- [AVAILABLE RECORDS]
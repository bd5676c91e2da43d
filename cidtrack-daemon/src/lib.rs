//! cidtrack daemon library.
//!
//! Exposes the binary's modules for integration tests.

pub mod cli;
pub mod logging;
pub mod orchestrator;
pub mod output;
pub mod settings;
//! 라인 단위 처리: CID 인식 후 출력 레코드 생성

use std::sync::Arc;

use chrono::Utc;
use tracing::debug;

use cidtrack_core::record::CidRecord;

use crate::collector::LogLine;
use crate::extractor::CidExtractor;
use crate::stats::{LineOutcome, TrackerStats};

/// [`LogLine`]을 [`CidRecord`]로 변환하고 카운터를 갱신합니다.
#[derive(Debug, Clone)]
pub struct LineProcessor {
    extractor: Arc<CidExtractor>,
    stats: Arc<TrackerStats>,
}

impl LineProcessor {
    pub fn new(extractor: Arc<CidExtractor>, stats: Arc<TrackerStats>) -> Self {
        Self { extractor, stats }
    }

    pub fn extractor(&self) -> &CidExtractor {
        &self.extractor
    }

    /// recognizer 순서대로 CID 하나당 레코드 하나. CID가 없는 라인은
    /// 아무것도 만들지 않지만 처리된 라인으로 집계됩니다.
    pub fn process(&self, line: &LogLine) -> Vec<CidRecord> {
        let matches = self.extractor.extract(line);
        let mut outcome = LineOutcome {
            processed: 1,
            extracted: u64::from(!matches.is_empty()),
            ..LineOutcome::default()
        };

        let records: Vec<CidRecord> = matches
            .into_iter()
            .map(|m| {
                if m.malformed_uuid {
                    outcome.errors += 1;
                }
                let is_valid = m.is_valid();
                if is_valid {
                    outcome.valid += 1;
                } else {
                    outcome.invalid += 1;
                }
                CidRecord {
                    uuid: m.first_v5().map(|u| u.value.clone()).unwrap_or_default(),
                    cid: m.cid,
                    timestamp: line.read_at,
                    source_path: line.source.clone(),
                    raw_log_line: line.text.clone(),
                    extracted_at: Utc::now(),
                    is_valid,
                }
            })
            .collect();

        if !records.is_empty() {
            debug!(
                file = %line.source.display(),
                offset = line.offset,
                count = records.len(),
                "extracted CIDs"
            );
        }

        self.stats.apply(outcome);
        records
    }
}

- [PROBLEM TO WORK ON]
In full and without error, transcribe the listing.

- [RESPONSE]
repository bd5676c91e2da43d
filename cidtrack-daemon/src/lib.rs
//! cidtrack daemon library.
//!
//! Exposes the binary's modules for integration tests.

pub mod cli;
pub mod logging;
pub mod orchestrator;
pub mod output;
pub mod settings;
//! 라인 단위 처리: CID 인식 후 출력 레코드 생성

use std::sync::Arc;

use chrono::Utc;
use tracing::debug;

use cidtrack_core::record::CidRecord;

use crate::collector::LogLine;
use crate::extractor::CidExtractor;
use crate::stats::{LineOutcome, TrackerStats};

/// [`LogLine`]을 [`CidRecord`]로 변환하고 카운터를 갱신합니다.
#[derive(Debug, Clone)]
pub struct LineProcessor {
    extractor: Arc<CidExtractor>,
    stats: Arc<TrackerStats>,
}

impl LineProcessor {
    pub fn new(extractor: Arc<CidExtractor>, stats: Arc<TrackerStats>) -> Self {
        Self { extractor, stats }
    }

    pub fn extractor(&self) -> &CidExtractor {
        &self.extractor
    }

    /// recognizer 순서대로 CID 하나당 레코드 하나. CID가 없는 라인은
    /// 아무것도 만들지 않지만 처리된 라인으로 집계됩니다.
    pub fn process(&self, line: &LogLine) -> Vec<CidRecord> {
        let matches = self.extractor.extract(line);
        let mut outcome = LineOutcome {
            processed: 1,
            extracted: u64::from(!matches.is_empty()),
            ..LineOutcome::default()
        };

        let records: Vec<CidRecord> = matches
            .into_iter()
            .map(|m| {
                if m.malformed_uuid {
                    outcome.errors += 1;
                }
                let is_valid = m.is_valid();
                if is_valid {
                    outcome.valid += 1;
                } else {
                    outcome.invalid += 1;
                }
                CidRecord {
                    uuid: m.first_v5().map(|u| u.value.clone()).unwrap_or_default(),
                    cid: m.cid,
                    timestamp: line.read_at,
                    source_path: line.source.clone(),
                    raw_log_line: line.text.clone(),
                    extracted_at: Utc::now(),
                    is_valid,
                }
            })
            .collect();

        if !records.is_empty() {
            debug!(
                file = %line.source.display(),
                offset = line.offset,
                count = records.len(),
                "extracted CIDs"
            );
        }

        self.stats.apply(outcome);
        records
    }
}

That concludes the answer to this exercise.